The two-day Open BigCloud Symposium features more than 20 speakers in the HEB University Center Ballroom at the UTSA main campus. Most of it is highly technical with sessions like “Using ZeroVM and Swift to Build a Compute Enabled Storage Platforms” and “Composable Rack Scale Archecture Storage.” But some of the sessions address universal issues facing the technology industry like the shortage of women in technology and fostering entrepreneurship.

In 2012, Rackspace hosted the Open Compute Summit and hosted more than 500 people involved in the Open Compute Project, which Frankovsky and his team launched at Facebook in 2011. The project’s goal focuses on creating the most efficient computer hardware and software for data center. Major players like Facebook, Rackspace, Hewlett Packard, Dell and Microsoft back the project.
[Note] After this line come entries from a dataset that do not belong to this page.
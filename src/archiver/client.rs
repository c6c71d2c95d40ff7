// archiver/client.rs

use async_trait::async_trait;
use chrono::{DateTime, Utc};
use governor::{DefaultDirectRateLimiter, Quota, RateLimiter};
use reqwest::header::{HeaderMap, RETRY_AFTER};
use reqwest::{Client, Response, StatusCode};
use std::num::NonZeroU32;
use std::time::Duration;
use tracing::debug;
use url::Url;

use super::config::ArchiveConfig;
use super::error::{ArchiverError, Result};
use super::transport::ArchiverTransport;
use super::types::*;
use crate::constants::{DATA_PATH, DISCOVERY_PATH};

/// Archiver Appliance client over HTTP/JSON.
pub struct HttpTransport {
    client: Client,
    limiter: Option<DefaultDirectRateLimiter>,
}

impl HttpTransport {
    pub fn new(config: &ArchiveConfig) -> Result<Self> {
        let client = Client::builder()
            .timeout(config.request_timeout)
            .pool_max_idle_per_host(config.max_concurrent_requests)
            .build()?;

        let limiter = config
            .requests_per_second
            .and_then(NonZeroU32::new)
            .map(|rps| RateLimiter::direct(Quota::per_second(rps)));

        Ok(Self { client, limiter })
    }

    /// Formats a timestamp the way the archiver expects: ISO 8601 with an
    /// explicit `-00:00` offset.
    fn format_date_for_archiver(date: DateTime<Utc>) -> String {
        date.to_rfc3339()
            .replace("+00:00", "-00:00")
            .replace('Z', "-00:00")
    }

    /// Builds a URL for the API request with proper encoding
    fn build_url(archiver: &ArchiverEndpoint, endpoint: &str, params: &[(&str, &str)]) -> Result<Url> {
        let base = archiver.url.trim_end_matches('/');
        let mut url = Url::parse(&format!("{}/{}", base, endpoint)).map_err(|e| {
            ArchiverError::Config(format!("archiver {} has invalid URL: {}", archiver.name, e))
        })?;

        url.query_pairs_mut().extend_pairs(params);
        Ok(url)
    }

    async fn get(&self, archiver: &ArchiverEndpoint, url: Url) -> Result<Response> {
        if let Some(limiter) = &self.limiter {
            limiter.until_ready().await;
        }

        debug!(archiver = %archiver.name, url = %url, "archiver request");
        self.client
            .get(url)
            .send()
            .await
            .map_err(|e| classify_send_error(&archiver.id(), e))
    }

    async fn read_body(archiver: &ArchiverId, response: Response) -> Result<String> {
        response.text().await.map_err(|e| {
            if e.is_timeout() {
                ArchiverError::transient(archiver, format!("timed out reading body: {}", e))
            } else {
                ArchiverError::malformed(archiver, format!("unreadable body: {}", e))
            }
        })
    }
}

#[async_trait]
impl ArchiverTransport for HttpTransport {
    async fn list_pvs(&self, archiver: &ArchiverEndpoint) -> Result<Vec<PvCoverage>> {
        let id = archiver.id();
        let url = Self::build_url(archiver, DISCOVERY_PATH, &[("limit", "-1")])?;
        let response = self.get(archiver, url).await?;

        let status = response.status();
        if !status.is_success() {
            return Err(status_error(&id, status, response.headers(), None));
        }

        let body = Self::read_body(&id, response).await?;
        let names: Vec<String> = serde_json::from_str(&body)
            .map_err(|e| ArchiverError::malformed(&id, format!("bad PV list: {}", e)))?;
        Ok(names.into_iter().map(PvCoverage::named).collect())
    }

    async fn fetch_samples(
        &self,
        archiver: &ArchiverEndpoint,
        request: &SampleRequest,
    ) -> Result<PvDataResponse> {
        let id = archiver.id();
        let pv_query = request.wire_pv();
        let from = Self::format_date_for_archiver(request.start);
        let to = Self::format_date_for_archiver(request.end);
        let url = Self::build_url(
            archiver,
            DATA_PATH,
            &[("pv", pv_query.as_str()), ("from", from.as_str()), ("to", to.as_str())],
        )?;

        let response = self.get(archiver, url).await?;
        let status = response.status();
        if !status.is_success() {
            return Err(status_error(&id, status, response.headers(), Some(&request.pv)));
        }

        let body = Self::read_body(&id, response).await?;
        let data: Vec<PvDataResponse> = serde_json::from_str(&body)
            .map_err(|e| ArchiverError::malformed(&id, format!("failed to parse response JSON: {}", e)))?;

        data.into_iter().next().ok_or_else(|| ArchiverError::PvAbsent {
            archiver: id,
            pv: request.pv.clone(),
        })
    }
}

fn classify_send_error(archiver: &ArchiverId, e: reqwest::Error) -> ArchiverError {
    if e.is_timeout() || e.is_connect() || e.is_request() {
        ArchiverError::transient(archiver, e.to_string())
    } else {
        ArchiverError::ReqwestError(e)
    }
}

fn status_error(
    archiver: &ArchiverId,
    status: StatusCode,
    headers: &HeaderMap,
    pv: Option<&str>,
) -> ArchiverError {
    match (status, pv) {
        (StatusCode::NOT_FOUND, Some(pv)) => ArchiverError::PvAbsent {
            archiver: archiver.clone(),
            pv: pv.to_string(),
        },
        (
            StatusCode::TOO_MANY_REQUESTS
            | StatusCode::BAD_GATEWAY
            | StatusCode::SERVICE_UNAVAILABLE
            | StatusCode::GATEWAY_TIMEOUT,
            _,
        ) => ArchiverError::Transient {
            archiver: archiver.clone(),
            message: format!("server responded {}", status),
            retry_after: retry_after(headers),
        },
        _ => ArchiverError::ServerError {
            archiver: archiver.clone(),
            status: status.as_u16(),
            body: status.canonical_reason().map(str::to_string),
        },
    }
}

/// `Retry-After` in delta-seconds form. HTTP dates are ignored.
fn retry_after(headers: &HeaderMap) -> Option<Duration> {
    headers
        .get(RETRY_AFTER)?
        .to_str()
        .ok()?
        .trim()
        .parse::<u64>()
        .ok()
        .map(Duration::from_secs)
}

#[cfg(test)]
mod tests {
    use super::*;
    use chrono::TimeZone;

    fn endpoint() -> ArchiverEndpoint {
        ArchiverEndpoint::new("main", "http://archiver.example.org:17665/retrieval/")
    }

    #[test]
    fn test_format_date_for_archiver() {
        let t = Utc.with_ymd_and_hms(2024, 3, 5, 7, 8, 9).unwrap();
        assert_eq!(HttpTransport::format_date_for_archiver(t), "2024-03-05T07:08:09-00:00");
    }

    #[test]
    fn test_build_url_encodes_operator() {
        let request = SampleRequest {
            pv: "SR:C01:CURRENT".to_string(),
            start: Utc.timestamp_opt(0, 0).unwrap(),
            end: Utc.timestamp_opt(60, 0).unwrap(),
            mode: RetrievalMode::Mean(10),
        };
        let pv = request.wire_pv();
        let url = HttpTransport::build_url(&endpoint(), DATA_PATH, &[("pv", pv.as_str())]).unwrap();
        assert_eq!(url.path(), "/retrieval/data/getData.json");
        assert_eq!(url.query(), Some("pv=mean_10%28SR%3AC01%3ACURRENT%29"));
    }

    #[test]
    fn test_discovery_url() {
        let url = HttpTransport::build_url(&endpoint(), DISCOVERY_PATH, &[("limit", "-1")]).unwrap();
        assert_eq!(
            url.as_str(),
            "http://archiver.example.org:17665/retrieval/bpl/getAllPVs?limit=-1"
        );
    }

    #[test]
    fn test_transport_builds_with_rate_limit() {
        let config = ArchiveConfig::default().with_requests_per_second(Some(20));
        let transport = HttpTransport::new(&config).unwrap();
        assert!(transport.limiter.is_some());
    }

    fn archiver() -> ArchiverId {
        ArchiverId::new("main")
    }

    fn headers(retry_after: &str) -> HeaderMap {
        let mut headers = HeaderMap::new();
        headers.insert(RETRY_AFTER, retry_after.parse().unwrap());
        headers
    }

    #[test]
    fn test_missing_pv_maps_to_pv_absent() {
        let err = status_error(&archiver(), StatusCode::NOT_FOUND, &HeaderMap::new(), Some("X"));
        assert!(matches!(err, ArchiverError::PvAbsent { ref pv, .. } if pv == "X"));
        assert!(!err.is_retryable());
    }

    #[test]
    fn test_missing_discovery_endpoint_is_server_error() {
        let err = status_error(&archiver(), StatusCode::NOT_FOUND, &HeaderMap::new(), None);
        assert!(matches!(err, ArchiverError::ServerError { status: 404, .. }));
    }

    #[test]
    fn test_unavailable_carries_retry_after() {
        let err = status_error(
            &archiver(),
            StatusCode::SERVICE_UNAVAILABLE,
            &headers("7"),
            Some("X"),
        );
        assert!(err.is_retryable());
        assert_eq!(err.retry_after(), Some(Duration::from_secs(7)));
    }

    #[test]
    fn test_throttled_without_header() {
        let err = status_error(
            &archiver(),
            StatusCode::TOO_MANY_REQUESTS,
            &HeaderMap::new(),
            Some("X"),
        );
        assert!(matches!(err, ArchiverError::Transient { retry_after: None, .. }));
    }

    #[test]
    fn test_retry_after_ignores_http_dates() {
        assert_eq!(retry_after(&headers(" 12 ")), Some(Duration::from_secs(12)));
        assert_eq!(retry_after(&headers("Wed, 21 Oct 2015 07:28:00 GMT")), None);
    }

    #[test]
    fn test_internal_error_is_final() {
        let err = status_error(
            &archiver(),
            StatusCode::INTERNAL_SERVER_ERROR,
            &headers("3"),
            Some("X"),
        );
        match err {
            ArchiverError::ServerError { status, body, .. } => {
                assert_eq!(status, 500);
                assert_eq!(body.as_deref(), Some("Internal Server Error"));
            }
            other => panic!("unexpected error: {:?}", other),
        }
    }
}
The Open Compute Project is driven by collaboration, contributions and consumption or the adoption of the technology by industry, Frankovsky said.

UTSA is becoming a nationally recognized hub of innovation in the Cloud and big data technology, said Lorenzo Gomez, director of the 80/20 Foundation and Geekdom.

The 80/20 Foundation has donated more than $4 million in endowed partnerships in cloud computing technology to UTSA, Gomez said.

The research, the academia and industry coming together at UTSA is extremely important said John Engates, Rackspace’s Chief Technology Officer.

“We at Rackspace believe open is supercritical,” Engates said.

Open and collaborative environments help companies innovate faster, Engates said. It also means freedom. It also allows people to do their work remotely easily, he said. An open environment also allows companies to share the risks and rewards of research and development and innovation, he said.

“Getting people on a bobsled together and going in together I think that’s supercritical,” he said.

In 2010, Rackspace and NASA jointly created the OpenStack , an open source cloud software. Today, Rackspace runs the largest OpenStack cloud in the world today, Engates said.